*** Opening Data to use ***
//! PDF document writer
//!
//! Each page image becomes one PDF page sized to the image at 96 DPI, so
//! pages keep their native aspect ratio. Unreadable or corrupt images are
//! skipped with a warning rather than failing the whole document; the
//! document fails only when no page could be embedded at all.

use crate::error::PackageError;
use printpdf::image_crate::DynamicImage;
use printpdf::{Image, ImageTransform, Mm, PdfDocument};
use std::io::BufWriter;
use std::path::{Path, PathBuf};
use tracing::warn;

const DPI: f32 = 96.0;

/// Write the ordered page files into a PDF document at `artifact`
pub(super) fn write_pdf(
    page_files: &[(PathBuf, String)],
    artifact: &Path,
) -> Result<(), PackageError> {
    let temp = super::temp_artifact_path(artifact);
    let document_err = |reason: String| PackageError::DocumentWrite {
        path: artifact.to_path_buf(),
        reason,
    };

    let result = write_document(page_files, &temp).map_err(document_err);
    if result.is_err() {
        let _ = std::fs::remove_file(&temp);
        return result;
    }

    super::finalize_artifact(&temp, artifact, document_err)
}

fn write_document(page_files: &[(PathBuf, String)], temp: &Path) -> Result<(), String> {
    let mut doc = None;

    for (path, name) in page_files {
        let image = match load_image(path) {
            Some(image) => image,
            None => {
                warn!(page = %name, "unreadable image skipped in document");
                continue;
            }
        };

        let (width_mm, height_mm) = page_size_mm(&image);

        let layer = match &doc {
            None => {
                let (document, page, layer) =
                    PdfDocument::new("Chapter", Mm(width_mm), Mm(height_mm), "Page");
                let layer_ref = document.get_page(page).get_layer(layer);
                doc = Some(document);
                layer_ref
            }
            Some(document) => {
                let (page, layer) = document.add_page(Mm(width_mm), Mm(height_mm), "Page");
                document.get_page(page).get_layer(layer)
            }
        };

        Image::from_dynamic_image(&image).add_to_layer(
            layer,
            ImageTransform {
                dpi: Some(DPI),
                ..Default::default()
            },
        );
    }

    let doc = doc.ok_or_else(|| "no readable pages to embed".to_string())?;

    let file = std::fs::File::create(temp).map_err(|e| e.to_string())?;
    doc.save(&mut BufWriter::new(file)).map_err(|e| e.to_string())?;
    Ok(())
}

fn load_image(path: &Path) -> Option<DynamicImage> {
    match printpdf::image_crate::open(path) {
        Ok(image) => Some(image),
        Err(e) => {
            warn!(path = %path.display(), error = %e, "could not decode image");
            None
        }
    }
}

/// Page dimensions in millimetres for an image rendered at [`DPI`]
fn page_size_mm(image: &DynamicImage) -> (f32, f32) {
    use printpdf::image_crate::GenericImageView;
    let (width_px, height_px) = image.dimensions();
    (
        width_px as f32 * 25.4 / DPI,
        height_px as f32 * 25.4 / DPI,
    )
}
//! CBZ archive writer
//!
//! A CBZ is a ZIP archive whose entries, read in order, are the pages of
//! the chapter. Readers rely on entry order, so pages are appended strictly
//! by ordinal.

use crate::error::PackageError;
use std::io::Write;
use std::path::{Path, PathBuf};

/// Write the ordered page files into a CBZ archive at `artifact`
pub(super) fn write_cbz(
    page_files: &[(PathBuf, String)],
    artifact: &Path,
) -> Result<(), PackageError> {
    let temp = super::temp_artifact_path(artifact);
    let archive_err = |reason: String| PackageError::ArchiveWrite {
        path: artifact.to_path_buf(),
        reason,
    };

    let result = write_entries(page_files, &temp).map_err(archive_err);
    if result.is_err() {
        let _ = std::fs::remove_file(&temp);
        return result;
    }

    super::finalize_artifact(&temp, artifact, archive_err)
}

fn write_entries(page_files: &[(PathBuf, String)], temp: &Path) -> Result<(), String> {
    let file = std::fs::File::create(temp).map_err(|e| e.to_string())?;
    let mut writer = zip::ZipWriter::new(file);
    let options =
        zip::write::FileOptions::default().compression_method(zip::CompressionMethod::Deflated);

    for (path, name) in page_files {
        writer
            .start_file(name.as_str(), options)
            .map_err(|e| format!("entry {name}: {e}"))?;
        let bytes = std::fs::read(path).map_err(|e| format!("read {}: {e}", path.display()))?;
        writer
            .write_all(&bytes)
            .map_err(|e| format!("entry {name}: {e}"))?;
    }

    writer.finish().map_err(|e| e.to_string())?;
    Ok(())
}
*** Closing Data to use ***
▶ [Your assignment]:
What is wanted is every line from the first line of the entries through the line that contains "whole document; the", given again exactly.

▶ [Result of the task]:
//! PDF document writer
//!
//! Each page image becomes one PDF page sized to the image at 96 DPI, so
//! pages keep their native aspect ratio. Unreadable or corrupt images are
//! skipped with a warning rather than failing the whole document; the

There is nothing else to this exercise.